Here are some ways to recycle leaves and increase your soil and plant health (for free!).
Most modern lawn mowers can mulch leaves into your lawn. Mulching of leaves is best done when the leaves are dry and there is less than an inch. So start early in the season! Start with the mower set at a 3-inch height. Remove bagging attachments and block off the chute on a rear-discharge machine, side discharge can remain. Run the mower while walking slowly over the lawn to give the blades time to shred up the leaves. If the remaining shreds are too large, repeat the process walking at a right angle to the first cut. Once finely shred, let the earthworms do the rest of the work. They will digest the leaf particles, pulling them down into the soil which will feed your lawn.
Shredded leaves can also be applied to your garden beds or around trees as mulch. Add a two to three inch layer. Make sure mulch is kept away from the trunk and stems of your trees and plants.
Fallen leaves are an important habitat for overwintering butterflies and moths. Learn more at xerces.org.

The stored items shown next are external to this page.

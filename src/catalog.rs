//! Catalog scanning: bookmarks and the paged title catalog
//!
//! The scanner builds two collections for the farming loop: the ignore set
//! (titles the user already bookmarks, which must never be farmed) and the
//! pending set (newly discovered titles awaiting view submission). Bookmarks
//! are fetched in a single page sized to the user's total bookmark count;
//! the catalog is walked page by page across farming cycles.

use crate::config::EndpointConfig;
use crate::error::{Error, Result};
use crate::executor::{CallPurpose, RequestExecutor, RequestSpec};
use crate::session::Session;
use crate::types::{PendingTitle, TitleId};
use serde::Deserialize;
use std::collections::HashMap;
use tracing::{debug, warn};

/// Titles the user already tracks, keyed by title id to directory slug
///
/// Built once per run from the user's bookmarks; read-only afterward.
pub type IgnoreSet = HashMap<TitleId, String>;

#[derive(Debug, Deserialize)]
struct BookmarkCountsEnvelope {
    #[serde(default)]
    content: Vec<BookmarkTypeCount>,
}

#[derive(Debug, Deserialize)]
struct BookmarkTypeCount {
    #[serde(default)]
    count: u64,
}

#[derive(Debug, Deserialize)]
struct BookmarksEnvelope {
    #[serde(default)]
    content: Vec<BookmarkEntry>,
}

#[derive(Debug, Deserialize)]
struct BookmarkEntry {
    #[serde(default)]
    title: Option<BookmarkTitle>,
}

#[derive(Debug, Deserialize)]
struct BookmarkTitle {
    id: TitleId,
    #[serde(default)]
    dir: String,
}

#[derive(Debug, Deserialize)]
struct CatalogEnvelope {
    #[serde(default)]
    content: Vec<CatalogEntry>,
}

#[derive(Debug, Deserialize)]
struct CatalogEntry {
    id: TitleId,
    dir: String,
    main_name: String,
}

/// Scanner over the user's bookmarks and the title catalog
pub struct CatalogScanner<'a> {
    executor: &'a RequestExecutor,
    endpoints: &'a EndpointConfig,
}

impl<'a> CatalogScanner<'a> {
    /// Creates a scanner
    pub fn new(executor: &'a RequestExecutor, endpoints: &'a EndpointConfig) -> Self {
        Self {
            executor,
            endpoints,
        }
    }

    /// Sums the per-type bookmark counts for the session's user
    pub async fn total_bookmark_count(&self, session: &Session) -> Result<u64> {
        let user_id = require_user_id(session)?;
        let url = self.endpoints.bookmark_counts_url(user_id);
        let spec = RequestSpec::get(&url, CallPurpose::Background);

        let response = required(self.executor.execute(&session.headers, spec).await?, &url)?;
        let envelope: BookmarkCountsEnvelope = response.json().await?;
        Ok(envelope.content.iter().map(|t| t.count).sum())
    }

    /// Fetches every bookmark in one page and builds the ignore set
    pub async fn load_ignore_set(&self, session: &Session) -> Result<IgnoreSet> {
        let count = self.total_bookmark_count(session).await?;
        let user_id = require_user_id(session)?;
        let url = self.endpoints.bookmarks_url(user_id);
        let spec = RequestSpec::get(&url, CallPurpose::Background)
            .query("type", "0")
            .query("count", count)
            .query("page", "1");

        let response = required(self.executor.execute(&session.headers, spec).await?, &url)?;
        let envelope: BookmarksEnvelope = response.json().await?;

        let mut ignore = IgnoreSet::new();
        for entry in envelope.content {
            if let Some(title) = entry.title {
                ignore.insert(title.id, title.dir);
            }
        }
        debug!(bookmarks = ignore.len(), "ignore set loaded");
        Ok(ignore)
    }

    /// Scans one catalog page and folds new titles into the pending set
    ///
    /// Titles already ignored or already pending are skipped, so re-scanning
    /// a page is idempotent: the title id is the dedup key. Returns how many
    /// titles were newly added.
    pub async fn scan_catalog_page(
        &self,
        session: &Session,
        page: u32,
        order_by: &str,
        page_size: u32,
        ignore: &IgnoreSet,
        pending: &mut HashMap<TitleId, PendingTitle>,
    ) -> Result<usize> {
        let url = self.endpoints.catalog_url();
        let spec = RequestSpec::get(&url, CallPurpose::Background)
            .query("content", "manga")
            .query("count", page_size)
            .query("ordering", order_by)
            .query("page", page);

        let fetched = self.executor.execute(&session.headers, spec).await?;
        let Some(response) = fetched.into_response() else {
            warn!(page, "catalog page unavailable this cycle");
            return Ok(0);
        };
        let envelope: CatalogEnvelope = response.json().await?;

        let mut added = 0;
        for entry in envelope.content {
            if ignore.contains_key(&entry.id) || pending.contains_key(&entry.id) {
                continue;
            }
            pending.insert(
                entry.id,
                PendingTitle {
                    id: entry.id,
                    dir: entry.dir,
                    name: entry.main_name,
                },
            );
            added += 1;
        }
        debug!(page, added, pending = pending.len(), "catalog page scanned");
        Ok(added)
    }
}

fn require_user_id(session: &Session) -> Result<i64> {
    session.user_id().ok_or_else(|| Error::Config {
        message: "session carries no user profile".into(),
        key: None,
    })
}

fn required(
    fetched: crate::executor::Fetched,
    endpoint: &str,
) -> Result<reqwest::Response> {
    fetched.into_response().ok_or_else(|| Error::UnexpectedResponse {
        endpoint: endpoint.to_string(),
        message: "no response within the retry budget".into(),
    })
}
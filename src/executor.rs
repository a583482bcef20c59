//! Request executor with status-code-driven bounded retries
//!
//! Every remote call in the crate goes through [`RequestExecutor::execute`].
//! Each attempt's response is classified into a tagged [`Disposition`] and a
//! generic bounded-retry driver decides what happens next:
//!
//! - `200`/`204` return the response immediately
//! - `429`/`501`/`503` are transient and retried without backoff
//! - `404` surfaces as [`Fetched::NotFound`] — an absent resource, not a bug
//! - `401`/`400` in a login context abort immediately with an auth error
//! - anything else is logged with its body text and retried
//!
//! Transport failures (timeouts, resets, decode errors) are logged and
//! retried like any other retryable outcome. Terminal auth failures and
//! transient overload never share a code path: the first kind must fail fast,
//! the second kind must be hammered through.
//!
//! The attempt ceiling depends on the call's [`CallPurpose`]: interactive
//! setup calls give up quickly, background farming calls tolerate long
//! outages. Exhausting the ceiling is not an error — it returns
//! [`Fetched::Exhausted`] and the caller decides whether to skip or drop.

use crate::config::RetryConfig;
use crate::error::{Error, Result};
use reqwest::header::{HeaderMap, HeaderName, HeaderValue};
use reqwest::{Client, Method, Response, StatusCode};
use std::collections::HashMap;
use tracing::{debug, error, warn};

/// Why a call is being made, which selects its attempt ceiling
#[derive(Clone, Copy, Debug, PartialEq, Eq)]
pub enum CallPurpose {
    /// Login and session setup; fails fast enough for a human to notice
    Interactive,
    /// Unattended catalog/chapter/view traffic; grinds through long outages
    Background,
}

impl CallPurpose {
    /// Attempt ceiling for this purpose under the given retry policy
    pub fn attempt_budget(self, retry: &RetryConfig) -> u32 {
        match self {
            CallPurpose::Interactive => retry.interactive_attempts,
            CallPurpose::Background => retry.background_attempts,
        }
    }
}

/// Outcome of an executed call
///
/// `NotFound` and `Exhausted` are both "absent result" to callers, but they
/// are kept distinct: a 404 means the resource genuinely does not exist,
/// while exhaustion means the next cycle should try again.
#[derive(Debug)]
pub enum Fetched {
    /// The call succeeded
    Ok(Response),
    /// The server answered 404; the resource does not exist
    NotFound,
    /// The attempt budget ran out without a success
    Exhausted,
}

impl Fetched {
    /// The successful response, if any
    pub fn into_response(self) -> Option<Response> {
        match self {
            Fetched::Ok(response) => Some(response),
            Fetched::NotFound | Fetched::Exhausted => None,
        }
    }
}

/// Per-attempt classification of a response status
#[derive(Clone, Copy, Debug, PartialEq, Eq)]
enum Disposition {
    /// 200/204 — return the response
    Success,
    /// 429/501/503 — server overload, retry immediately
    Transient,
    /// 404 — terminal absent
    NotFound,
    /// 401 in a login context — the token is bad, bail now
    InvalidToken,
    /// 400 in a login context — the username/token pair is bad, bail now
    InvalidCredentials,
    /// Any other status — log with body text and retry
    Retryable,
}

fn classify(status: StatusCode, login_context: bool) -> Disposition {
    match status.as_u16() {
        200 | 204 => Disposition::Success,
        429 | 501 | 503 => Disposition::Transient,
        404 => Disposition::NotFound,
        401 if login_context => Disposition::InvalidToken,
        400 if login_context => Disposition::InvalidCredentials,
        _ => Disposition::Retryable,
    }
}

/// One call to execute, with everything the retry driver needs to know
#[derive(Debug)]
pub struct RequestSpec {
    /// HTTP method
    pub method: Method,
    /// Absolute URL
    pub url: String,
    /// Query string pairs
    pub query: Vec<(String, String)>,
    /// JSON body, if any
    pub body: Option<serde_json::Value>,
    /// Which attempt ceiling applies
    pub purpose: CallPurpose,
    /// Whether 401/400 mean bad credentials rather than a generic failure
    pub login_context: bool,
}

impl RequestSpec {
    /// GET request with the given purpose
    pub fn get(url: impl Into<String>, purpose: CallPurpose) -> Self {
        Self {
            method: Method::GET,
            url: url.into(),
            query: Vec::new(),
            body: None,
            purpose,
            login_context: false,
        }
    }

    /// POST request with the given purpose
    pub fn post(url: impl Into<String>, purpose: CallPurpose) -> Self {
        Self {
            method: Method::POST,
            url: url.into(),
            query: Vec::new(),
            body: None,
            purpose,
            login_context: false,
        }
    }

    /// Adds a query string pair
    pub fn query(mut self, key: &str, value: impl ToString) -> Self {
        self.query.push((key.to_string(), value.to_string()));
        self
    }

    /// Sets the JSON body
    pub fn json(mut self, body: serde_json::Value) -> Self {
        self.body = Some(body);
        self
    }

    /// Marks this call as a login-context call (401/400 become auth-fatal)
    pub fn login_context(mut self) -> Self {
        self.login_context = true;
        self
    }
}

/// HTTP request executor shared by every component of a farming task
///
/// Wraps the underlying transport (an opaque [`reqwest::Client`]) and the
/// retry policy. Headers are per-call because the session owns them and they
/// change as the login handshake progresses.
#[derive(Clone, Debug)]
pub struct RequestExecutor {
    client: Client,
    retry: RetryConfig,
}

impl RequestExecutor {
    /// Creates an executor with the given retry policy
    pub fn new(retry: RetryConfig) -> Result<Self> {
        let client = Client::builder().build()?;
        Ok(Self { client, retry })
    }

    /// Executes one call under the bounded retry loop
    ///
    /// Returns `Err` only for terminal auth failures; every transient
    /// condition is absorbed here. Transient and retryable attempts both
    /// count toward the purpose's budget.
    pub async fn execute(
        &self,
        headers: &HashMap<String, String>,
        spec: RequestSpec,
    ) -> Result<Fetched> {
        let budget = spec.purpose.attempt_budget(&self.retry);
        let header_map = build_header_map(headers);
        let mut attempts = 0u32;

        while attempts < budget {
            let mut request = self
                .client
                .request(spec.method.clone(), &spec.url)
                .headers(header_map.clone());
            if !spec.query.is_empty() {
                request = request.query(&spec.query);
            }
            if let Some(body) = &spec.body {
                request = request.json(body);
            }

            let response = match request.send().await {
                Ok(response) => response,
                Err(e) => {
                    error!(url = %spec.url, method = %spec.method, error = %e, "transport failure");
                    attempts += 1;
                    continue;
                }
            };

            let status = response.status();
            match classify(status, spec.login_context) {
                Disposition::Success => {
                    debug!(url = %spec.url, method = %spec.method, status = %status, "request ok");
                    return Ok(Fetched::Ok(response));
                }
                Disposition::Transient => {
                    debug!(url = %spec.url, method = %spec.method, status = %status, "transient status, retrying");
                    attempts += 1;
                }
                Disposition::NotFound => {
                    debug!(url = %spec.url, method = %spec.method, "resource not found");
                    return Ok(Fetched::NotFound);
                }
                Disposition::InvalidToken => {
                    return Err(Error::InvalidToken {
                        token: headers.get("token").cloned().unwrap_or_default(),
                    });
                }
                Disposition::InvalidCredentials => {
                    return Err(Error::InvalidCredentials {
                        username: spec
                            .body
                            .as_ref()
                            .and_then(|b| b.get("user"))
                            .and_then(|u| u.as_str())
                            .map(str::to_string),
                        token: headers.get("token").cloned(),
                    });
                }
                Disposition::Retryable => {
                    let text = response.text().await.unwrap_or_default();
                    error!(
                        url = %spec.url,
                        method = %spec.method,
                        status = %status,
                        text = %text,
                        "unexpected status, retrying"
                    );
                    attempts += 1;
                }
            }
        }

        warn!(url = %spec.url, method = %spec.method, budget, "retry budget exhausted");
        Ok(Fetched::Exhausted)
    }
}

/// Converts the session's string header map into a reqwest header map
///
/// Entries with invalid names or values (control characters and the like)
/// are dropped with a warning rather than failing the whole call.
fn build_header_map(headers: &HashMap<String, String>) -> HeaderMap {
    let mut map = HeaderMap::with_capacity(headers.len());
    for (name, value) in headers {
        match (
            HeaderName::from_bytes(name.as_bytes()),
            HeaderValue::from_str(value),
        ) {
            (Ok(name), Ok(value)) => {
                map.insert(name, value);
            }
            _ => warn!(header = %name, "dropping invalid header entry"),
        }
    }
    map
}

Shredded leaves can be added to your compost pile or bin. When mixed with grass clippings, the leaves help achieve the ideal ratio of green matter to brown matter (2:1).
Community Pick Up
Community leaf collection typically starts in November. Be sure to pile leaves on the tree lawn and not in the street. If you are concerned about your grass, call your community to find out what day leaf collection will occur and set out leaves the night before.
What Not to Do
Don’t pile leaves in the street.
Don’t dump leaves in storm drains.
Don’t pile leaves along streams.
Don’t pile leaves in conservation easements.
Recycling your leaves is a great way to promote healthy soil and plants in your yard. If you want to learn about more healthy habits for your yard, Cuyahoga SWCD has a Green Yards Healthy Homes Webinar available on demand. Go to cuyahogaswcd.org, Click on Programs, Presentations and Speakers Bureau, Green Yards and Healthy Homes.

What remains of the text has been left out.